BAR HARBOR — When it comes to standardized student testing, Superintendent Howard Colter of the Mount Desert Island Regional School System (MDIRSS) wonders if it’s time for school boards and communities to say, “Enough, already!”
“I feel that nationally – and I would say it’s true in Maine – there is a growing feeling that we should be testing more and more,” he said in a recent interview with the Islander. “I’m a skeptic of all that. I’m not sure what’s to be gained, what we’re trying to accomplish.
“It’s allegedly being used to motivate and stimulate schools. But if that’s our goal, I’ve got better ideas than using standardized scores to accomplish that.”
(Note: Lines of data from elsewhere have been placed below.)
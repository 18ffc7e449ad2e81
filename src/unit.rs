use std::fmt::Debug;
use std::hash::Hash;

/// A fixed-width element of the text being interpolated.
///
/// The interpolators never decode or transcode units; they only compare them
/// against the grammar constants and classify their numeric value.
pub trait CodeUnit: Copy + Eq + Hash + Debug + 'static {
    /// `$`
    const MARKER: Self;
    /// `{`
    const OPEN: Self;
    /// `}`
    const CLOSE: Self;
    /// `\`
    const ESCAPE: Self;

    /// Numeric value of the unit, used for character-class checks.
    fn value(self) -> u32;

    /// Position of the first `needle` in `haystack`.
    fn find(needle: Self, haystack: &[Self]) -> Option<usize> {
        haystack.iter().position(|&u| u == needle)
    }
}

impl CodeUnit for u8 {
    const MARKER: Self = b'$';
    const OPEN: Self = b'{';
    const CLOSE: Self = b'}';
    const ESCAPE: Self = b'\\';

    fn value(self) -> u32 {
        u32::from(self)
    }

    fn find(needle: Self, haystack: &[Self]) -> Option<usize> {
        memchr::memchr(needle, haystack)
    }
}

impl CodeUnit for u16 {
    const MARKER: Self = b'$' as u16;
    const OPEN: Self = b'{' as u16;
    const CLOSE: Self = b'}' as u16;
    const ESCAPE: Self = b'\\' as u16;

    fn value(self) -> u32 {
        u32::from(self)
    }
}

impl CodeUnit for u32 {
    const MARKER: Self = b'$' as u32;
    const OPEN: Self = b'{' as u32;
    const CLOSE: Self = b'}' as u32;
    const ESCAPE: Self = b'\\' as u32;

    fn value(self) -> u32 {
        self
    }
}

impl CodeUnit for char {
    const MARKER: Self = '$';
    const OPEN: Self = '{';
    const CLOSE: Self = '}';
    const ESCAPE: Self = '\\';

    fn value(self) -> u32 {
        u32::from(self)
    }
}

#[cfg(test)]
mod tests {
    use super::*;

    #[test]
    fn byte_find_matches_generic_search() {
        let hay = b"abc${x}";
        assert_eq!(<u8 as CodeUnit>::find(b'$', hay), Some(3));
        assert_eq!(<u8 as CodeUnit>::find(b'}', hay), Some(6));
        assert_eq!(<u8 as CodeUnit>::find(b'#', hay), None);
    }

    #[test]
    fn wide_constants_agree() {
        assert_eq!(<u16 as CodeUnit>::MARKER.value(), '$' as u32);
        assert_eq!(<u32 as CodeUnit>::CLOSE.value(), '}' as u32);
        assert_eq!(<char as CodeUnit>::ESCAPE.value(), 0x5C);
        let wide: Vec<u32> = "a$b".chars().map(u32::from).collect();
        assert_eq!(<u32 as CodeUnit>::find(<u32 as CodeUnit>::MARKER, &wide), Some(1));
    }
}
use std::borrow::{Borrow, Cow};
use std::collections::{BTreeMap, HashMap};
use std::hash::{BuildHasher, Hash};

use crate::unit::CodeUnit;

/// Supplies replacement text for reference names.
///
/// `None` means the name is unknown; the reference is then removed from the
/// output without an error.
pub trait Resolver<U: CodeUnit> {
    fn resolve(&self, name: &[U]) -> Option<Cow<'_, [U]>>;
}

impl<U: CodeUnit, R: Resolver<U> + ?Sized> Resolver<U> for &R {
    fn resolve(&self, name: &[U]) -> Option<Cow<'_, [U]>> {
        (**self).resolve(name)
    }
}

// Keyed lookup over UTF-8 text. A name that isn't valid UTF-8 can't match a key.

impl<K, V, S> Resolver<u8> for HashMap<K, V, S>
where
    K: Borrow<str> + Hash + Eq,
    V: AsRef<str>,
    S: BuildHasher,
{
    fn resolve(&self, name: &[u8]) -> Option<Cow<'_, [u8]>> {
        let key = std::str::from_utf8(name).ok()?;
        self.get(key).map(|v| Cow::Borrowed(v.as_ref().as_bytes()))
    }
}

impl<K, V> Resolver<u8> for BTreeMap<K, V>
where
    K: Borrow<str> + Ord,
    V: AsRef<str>,
{
    fn resolve(&self, name: &[u8]) -> Option<Cow<'_, [u8]>> {
        let key = std::str::from_utf8(name).ok()?;
        self.get(key).map(|v| Cow::Borrowed(v.as_ref().as_bytes()))
    }
}

// Positional lookup: the name is a decimal index into the list.

impl<V: AsRef<str>> Resolver<u8> for [V] {
    fn resolve(&self, name: &[u8]) -> Option<Cow<'_, [u8]>> {
        let value = self.get(parse_index(name)?)?;
        Some(Cow::Borrowed(value.as_ref().as_bytes()))
    }
}

impl<V: AsRef<str>> Resolver<u8> for Vec<V> {
    fn resolve(&self, name: &[u8]) -> Option<Cow<'_, [u8]>> {
        self.as_slice().resolve(name)
    }
}

impl<V: AsRef<str>, const N: usize> Resolver<u8> for [V; N] {
    fn resolve(&self, name: &[u8]) -> Option<Cow<'_, [u8]>> {
        self.as_slice().resolve(name)
    }
}

macro_rules! wide_resolvers {
    ($($unit:ty),*) => {$(
        impl<K, V, S> Resolver<$unit> for HashMap<K, V, S>
        where
            K: Borrow<[$unit]> + Hash + Eq,
            V: AsRef<[$unit]>,
            S: BuildHasher,
        {
            fn resolve(&self, name: &[$unit]) -> Option<Cow<'_, [$unit]>> {
                self.get(name).map(|v| Cow::Borrowed(v.as_ref()))
            }
        }

        impl<K, V> Resolver<$unit> for BTreeMap<K, V>
        where
            K: Borrow<[$unit]> + Ord,
            V: AsRef<[$unit]>,
        {
            fn resolve(&self, name: &[$unit]) -> Option<Cow<'_, [$unit]>> {
                self.get(name).map(|v| Cow::Borrowed(v.as_ref()))
            }
        }

        impl<V: AsRef<[$unit]>> Resolver<$unit> for [V] {
            fn resolve(&self, name: &[$unit]) -> Option<Cow<'_, [$unit]>> {
                let value = self.get(parse_index(name)?)?;
                Some(Cow::Borrowed(value.as_ref()))
            }
        }

        impl<V: AsRef<[$unit]>> Resolver<$unit> for Vec<V> {
            fn resolve(&self, name: &[$unit]) -> Option<Cow<'_, [$unit]>> {
                self.as_slice().resolve(name)
            }
        }

        impl<V: AsRef<[$unit]>, const N: usize> Resolver<$unit> for [V; N] {
            fn resolve(&self, name: &[$unit]) -> Option<Cow<'_, [$unit]>> {
                self.as_slice().resolve(name)
            }
        }
    )*};
}

wide_resolvers!(u16, u32, char);

/// Parses a reference name as a base-10 index.
///
/// Anything other than ASCII digits, or a value that overflows `usize`, yields `None`.
pub fn parse_index<U: CodeUnit>(name: &[U]) -> Option<usize> {
    if name.is_empty() {
        return None;
    }
    name.iter().try_fold(0usize, |acc, &unit| {
        let digit = char::from_u32(unit.value())?.to_digit(10)?;
        acc.checked_mul(10)?.checked_add(digit as usize)
    })
}

/// Resolver backed by a closure.
#[derive(Debug, Clone, Copy)]
pub struct FnResolver<F>(F);

/// Wraps `f` so it can be used wherever a [`Resolver`] is expected.
pub fn from_fn<U, F>(f: F) -> FnResolver<F>
where
    U: CodeUnit,
    F: Fn(&[U]) -> Option<Vec<U>>,
{
    FnResolver(f)
}

impl<U, F> Resolver<U> for FnResolver<F>
where
    U: CodeUnit,
    F: Fn(&[U]) -> Option<Vec<U>>,
{
    fn resolve(&self, name: &[U]) -> Option<Cow<'_, [U]>> {
        (self.0)(name).map(Cow::Owned)
    }
}

/// Consults `overlay` first and falls back to `base`.
pub struct Overlay<'a, R: ?Sized> {
    base: &'a R,
    overlay: &'a HashMap<String, String>,
}

impl<'a, R: ?Sized> Overlay<'a, R> {
    pub fn new(base: &'a R, overlay: &'a HashMap<String, String>) -> Self {
        Self { base, overlay }
    }
}

impl<R: Resolver<u8> + ?Sized> Resolver<u8> for Overlay<'_, R> {
    fn resolve(&self, name: &[u8]) -> Option<Cow<'_, [u8]>> {
        self.overlay.resolve(name).or_else(|| self.base.resolve(name))
    }
}

/// A simple in-memory context.
#[derive(Debug, Clone, Default)]
pub struct SimpleContext {
    vars: HashMap<String, String>,
}

impl SimpleContext {
    pub fn new() -> Self {
        Self {
            vars: HashMap::new(),
        }
    }

    pub fn insert(&mut self, key: impl Into<String>, value: impl Into<String>) {
        self.vars.insert(key.into(), value.into());
    }

    pub fn get(&self, key: &str) -> Option<&str> {
        self.vars.get(key).map(|s| s.as_str())
    }
}

impl Resolver<u8> for SimpleContext {
    fn resolve(&self, name: &[u8]) -> Option<Cow<'_, [u8]>> {
        self.vars.resolve(name)
    }
}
He cited a PDK/Gallup Poll, released Aug. 21, that found that only 22 percent of people surveyed nationwide thought that more testing improves school performance and 58 percent thought it was a bad idea to use student test scores to evaluate teachers.
Colter also pointed out that every hour spent testing and preparing for tests is an hour that could be devoted to teaching and learning.
“I hear more and more parents in the community talking about the whole idea of opting their kids out of exams and questioning if public schools are overly focused on testing,” he told the school system board Monday night.
“It’s time for us to really look at this. I think we need to be clear about why we are testing, what the purpose is in terms of student learning and how much is enough.”
The Maine Department of Education (DOE) last year adopted the Smarter Balanced standardized test for students in schools statewide. But after numerous problems with the test arose, the Legislature voted last spring to scrap it. The DOE is in the process of finding another standardized test for Maine students to take.
“There’s standardized testing that is required by the state and federal governments and then the testing we do ourselves because we think it’s potentially more useful for really knowing our students and improving instruction,” Colter said. “How much of that is a good idea, and what are we trading off to do that testing? Are we trading off art or music or gym class?”
Colter said he wants to discuss standardized testing with the school board’s policy committee, as well as with teachers, administrators and parents.
“I’m willing to forego the state exams, but there is money attached to that, a lot of money,” he told the Islander.
According to figures compiled last spring, the school system could lose as much as $669,000 a year in federal funds if it decided not to participate in state-mandated standardized testing. MDI High School would stand to lose the most, about $181,000. Conners-Emerson School in Bar Harbor could lose $149,000. The elementary schools in Mount Desert, Southwest Harbor, Tremont and Trenton could lose between $66,000 and $81,000 each.
“Would the school boards be willing to forego that?” Colter wondered aloud. “The communities have to understand that this is not some little decision; this is a big deal.”
Colter said that if all the standardized testing that schools are required to do is really beneficial, “that’s wonderful.”
“But if it’s not … then I guess I’m willing to say we will dedicate [only] so many hours or so many days per year to testing, and that’s our limit.”